__TASK DIRECTIONS__
Write out the entries below once more, exactly.

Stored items
-----
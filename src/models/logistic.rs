//! L2-regularised logistic regression

use ndarray::{Array1, Array2};
use serde::{Serialize, Deserialize};
use crate::{CascadeError, Result};
use super::{Classifier, check_training_data, check_width};

/// Logistic regression fitted by full-batch gradient descent
#[derive(Clone, Debug, Serialize, Deserialize)]
pub struct LogisticRegression {
    /// Inverse regularisation strength
    pub c: f64,
    /// Gradient descent iterations
    pub max_iter: usize,
    /// Step size
    pub learning_rate: f64,
    weights: Option<Array1<f64>>,
    bias: f64,
}

impl LogisticRegression {
    /// Create an unfitted model
    pub fn new(max_iter: usize) -> Self {
        LogisticRegression {
            c: 1.0,
            max_iter,
            learning_rate: 0.1,
            weights: None,
            bias: 0.0,
        }
    }

    /// Fitted coefficients
    pub fn coefficients(&self) -> Option<&Array1<f64>> {
        self.weights.as_ref()
    }
}

impl Default for LogisticRegression {
    fn default() -> Self {
        Self::new(1000)
    }
}

fn sigmoid(z: f64) -> f64 {
    1.0 / (1.0 + (-z).exp())
}

impl Classifier for LogisticRegression {
    fn fit(&mut self, x: &Array2<f64>, y: &[u8]) -> Result<()> {
        check_training_data(x, y)?;

        let n = x.nrows() as f64;
        let targets: Array1<f64> = y.iter().map(|&label| f64::from(label)).collect();
        let mut weights = Array1::zeros(x.ncols());
        let mut bias = 0.0;

        for _ in 0..self.max_iter {
            let residual = (x.dot(&weights) + bias).mapv(sigmoid) - &targets;
            let grad_w = x.t().dot(&residual) / n + &weights / (self.c * n);
            let grad_b = residual.sum() / n;

            weights = weights - grad_w * self.learning_rate;
            bias -= grad_b * self.learning_rate;
        }

        self.weights = Some(weights);
        self.bias = bias;
        Ok(())
    }

    fn predict_proba(&self, x: &Array2<f64>) -> Result<Array1<f64>> {
        let weights = self.weights.as_ref()
            .ok_or_else(|| CascadeError::Model("logistic regression used before fit".to_string()))?;
        check_width(x, weights.len())?;
        Ok((x.dot(weights) + self.bias).mapv(sigmoid))
    }
}
//! k-prefix generation over a batch of cascades

use super::Cascade;

/// Cut every cascade down to its earliest `k` events
///
/// Cascades with fewer than `k` events are dropped. Sources are sorted in
/// place as a side effect.
pub fn generate_prefix_cascades(cascades: &mut [Cascade], k: usize) -> Vec<Cascade> {
    cascades.iter_mut()
        .filter_map(|cascade| cascade.get_k_prefix(k))
        .collect()
}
-----
__TASK SOLUTION__
filename src/models/logistic.rs
//! L2-regularised logistic regression

use ndarray::{Array1, Array2};
use serde::{Serialize, Deserialize};
use crate::{CascadeError, Result};
use super::{Classifier, check_training_data, check_width};

/// Logistic regression fitted by full-batch gradient descent
#[derive(Clone, Debug, Serialize, Deserialize)]
pub struct LogisticRegression {
    /// Inverse regularisation strength
    pub c: f64,
    /// Gradient descent iterations
    pub max_iter: usize,
    /// Step size
    pub learning_rate: f64,
    weights: Option<Array1<f64>>,
    bias: f64,
}

impl LogisticRegression {
    /// Create an unfitted model
    pub fn new(max_iter: usize) -> Self {
        LogisticRegression {
            c: 1.0,
            max_iter,
            learning_rate: 0.1,
            weights: None,
            bias: 0.0,
        }
    }

    /// Fitted coefficients
    pub fn coefficients(&self) -> Option<&Array1<f64>> {
        self.weights.as_ref()
    }
}

impl Default for LogisticRegression {
    fn default() -> Self {
        Self::new(1000)
    }
}

fn sigmoid(z: f64) -> f64 {
    1.0 / (1.0 + (-z).exp())
}

impl Classifier for LogisticRegression {
    fn fit(&mut self, x: &Array2<f64>, y: &[u8]) -> Result<()> {
        check_training_data(x, y)?;

        let n = x.nrows() as f64;
        let targets: Array1<f64> = y.iter().map(|&label| f64::from(label)).collect();
        let mut weights = Array1::zeros(x.ncols());
        let mut bias = 0.0;

        for _ in 0..self.max_iter {
            let residual = (x.dot(&weights) + bias).mapv(sigmoid) - &targets;
            let grad_w = x.t().dot(&residual) / n + &weights / (self.c * n);
            let grad_b = residual.sum() / n;

            weights = weights - grad_w * self.learning_rate;
            bias -= grad_b * self.learning_rate;
        }

        self.weights = Some(weights);
        self.bias = bias;
        Ok(())
    }

    fn predict_proba(&self, x: &Array2<f64>) -> Result<Array1<f64>> {
        let weights = self.weights.as_ref()
            .ok_or_else(|| CascadeError::Model("logistic regression used before fit".to_string()))?;
        check_width(x, weights.len())?;
        Ok((x.dot(weights) + self.bias).mapv(sigmoid))
    }
}
//! k-prefix generation over a batch of cascades

use super::Cascade;

/// Cut every cascade down to its earliest `k` events
///
/// Cascades with fewer than `k` events are dropped. Sources are sorted in
/// place as a side effect.
pub fn generate_prefix_cascades(cascades: &mut [Cascade], k: usize) -> Vec<Cascade> {
    cascades.iter_mut()
        .filter_map(|cascade| cascade.get_k_prefix(k))
        .collect()
}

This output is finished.